An evangelical since his baptism at his father's Southern Baptist church, Marsh is deeply dismayed by what his fellow American evangelicals have given up in exchange for the political power they have gained in recent years. In "Wayward Christian Soldiers," Marsh offers an impassioned account of the political misuses of faith by evangelical Christian leaders and churches in the United States — the results of a Faustian bargain for political access and power.
The author shows that the most prominent voices in American evangelicalism have arrogantly redefined Christianity on the basis of partisan politics rather than scripture and tradition.

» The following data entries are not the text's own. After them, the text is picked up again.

//! Topod HTTP surface.
//!
//! Two routes: `/status` for build/uptime metadata and `/topology` for the
//! WebSocket topology stream. Watch wiring lives behind the topology
//! handler; this crate only shapes the HTTP edge.

#![forbid(unsafe_code)]

use std::net::SocketAddr;
use std::sync::Arc;

use axum::routing::get;
use axum::Router;
use chrono::Utc;
use tokio::net::TcpListener;
use tracing::info;

pub mod error;
pub mod status;
pub mod topology;

pub use error::{ServerError, ServerResult};

/// Build metadata shared by the handlers. Commit and build time are injected
/// at compile time; start time is recorded at construction.
#[derive(Debug, Clone)]
pub struct ServerState {
    pub commit: String,
    pub build_time: String,
    pub start_time: String,
}

impl ServerState {
    pub fn new() -> Self {
        Self {
            commit: option_env!("TOPOD_COMMIT").unwrap_or("0").to_string(),
            build_time: option_env!("TOPOD_BUILD_TIME").unwrap_or("0").to_string(),
            start_time: Utc::now().format("%Y-%m-%dT%H:%M:%SZ").to_string(),
        }
    }
}

impl Default for ServerState {
    fn default() -> Self {
        Self::new()
    }
}

pub struct AppServer {
    state: Arc<ServerState>,
}

impl AppServer {
    pub fn new() -> Self {
        Self { state: Arc::new(ServerState::new()) }
    }

    pub fn router(&self) -> Router {
        create_router(self.state.clone())
    }

    /// Bind and serve until the shutdown future completes.
    pub async fn serve_with_shutdown<F>(&self, addr: SocketAddr, shutdown: F) -> ServerResult<()>
    where
        F: std::future::Future<Output = ()> + Send + 'static,
    {
        let listener =
            TcpListener::bind(addr).await.map_err(|e| ServerError::BindFailed(addr, e))?;
        info!(addr = %addr, "server listening");

        axum::serve(listener, self.router())
            .with_graceful_shutdown(shutdown)
            .await
            .map_err(|e| ServerError::Internal(e.to_string()))?;

        info!("server shut down");
        Ok(())
    }
}

impl Default for AppServer {
    fn default() -> Self {
        Self::new()
    }
}

pub fn create_router(state: Arc<ServerState>) -> Router {
    Router::new()
        .route("/status", get(status::handle_status))
        .route("/topology", get(topology::topology_upgrade))
        .with_state(state)
}

#[cfg(test)]
mod tests {
    use super::*;

    #[test]
    fn router_builds() {
        let _ = AppServer::new().router();
    }

    #[test]
    fn state_records_iso8601_start_time() {
        let state = ServerState::new();
        assert!(chrono::DateTime::parse_from_rfc3339(&state.start_time).is_ok());
    }
}
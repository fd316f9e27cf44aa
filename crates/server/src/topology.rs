//! The `/topology` streaming endpoint.
//!
//! Each connection gets its own watch session: a registry task, a root
//! workload watch feeding it, and a publisher loop pushing every new
//! snapshot down the socket until the client goes away.

use std::sync::Arc;

use axum::extract::ws::{Message, WebSocket, WebSocketUpgrade};
use axum::extract::{Query, State};
use axum::response::Response;
use futures::{SinkExt, StreamExt};
use serde::Deserialize;
use tracing::{debug, info, warn};

use topo_kubehub::{DependentWatchFactory, WatchErrorHandler};
use topo_store::spawn_registry;

use crate::ServerState;

#[derive(Debug, Deserialize)]
pub struct TopologyQuery {
    pub namespace: Option<String>,
}

pub async fn topology_upgrade(
    State(state): State<Arc<ServerState>>,
    Query(query): Query<TopologyQuery>,
    ws: WebSocketUpgrade,
) -> Response {
    let namespace = query.namespace.unwrap_or_else(|| "default".to_string());
    ws.on_upgrade(move |socket| topology_session(socket, state, namespace))
}

async fn topology_session(socket: WebSocket, state: Arc<ServerState>, namespace: String) {
    let client = match topo_kubehub::default_client().await {
        Ok(client) => client,
        Err(err) => {
            warn!(error = %err, "kube client unavailable, closing stream");
            return;
        }
    };

    let on_error: WatchErrorHandler = Arc::new(|kind, err| {
        warn!(kind = %kind, error = %err, "failed to establish watch");
    });
    let factory =
        DependentWatchFactory::new(client.clone(), namespace.clone(), on_error.clone());
    let (registry, topology) = spawn_registry(factory, state.commit.clone());
    let root = topo_kubehub::spawn_workload_watch(
        client,
        namespace.clone(),
        registry.events(),
        on_error,
    );

    let (mut sender, mut receiver) = socket.split();
    let mut epochs = topology.subscribe_epoch();
    info!(ns = %namespace, "topology stream open");

    // Events may have landed between spawning the watchers and subscribing;
    // push the snapshot they produced before waiting for the next epoch.
    if *epochs.borrow_and_update() > 0 {
        let snapshot = topology.current();
        match serde_json::to_string(&*snapshot) {
            Ok(body) => {
                if sender.send(Message::Text(body.into())).await.is_err() {
                    root.stop();
                    registry.stop();
                    return;
                }
            }
            Err(err) => warn!(error = %err, "failed to encode snapshot"),
        }
    }

    loop {
        tokio::select! {
            changed = epochs.changed() => {
                if changed.is_err() {
                    break;
                }
                let snapshot = topology.current();
                match serde_json::to_string(&*snapshot) {
                    Ok(body) => {
                        if sender.send(Message::Text(body.into())).await.is_err() {
                            break;
                        }
                    }
                    // Skip this cycle; the next event publishes again.
                    Err(err) => warn!(error = %err, "failed to encode snapshot"),
                }
            }
            frame = receiver.next() => {
                match frame {
                    Some(Ok(Message::Close(_))) | None => break,
                    Some(Ok(_)) => {}
                    Some(Err(err)) => {
                        debug!(error = %err, "websocket receive error");
                        break;
                    }
                }
            }
        }
    }

    // Cascade: root watch first, then the registry task (which stops every
    // dependent watcher on its way out).
    root.stop();
    registry.stop();
    info!(ns = %namespace, "topology stream closed");
}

The role of politics in distorting the Christian message can be seen most dramatically in the invasion of Iraq, he argues: Some 87% of American evangelicals supported going to war, while every single evangelical church outside the United States opposed it.
“With many other Christians in the United States and many more abroad,” says Marsh, “I have watched in horror as the name of Jesus has been used to serve national ambitions, strengthen middle-class values and justify war. ...We have recast the faith according to our cultural preferences and baptized our prejudices, along with our will to power, in the shallow waters of civic piety.”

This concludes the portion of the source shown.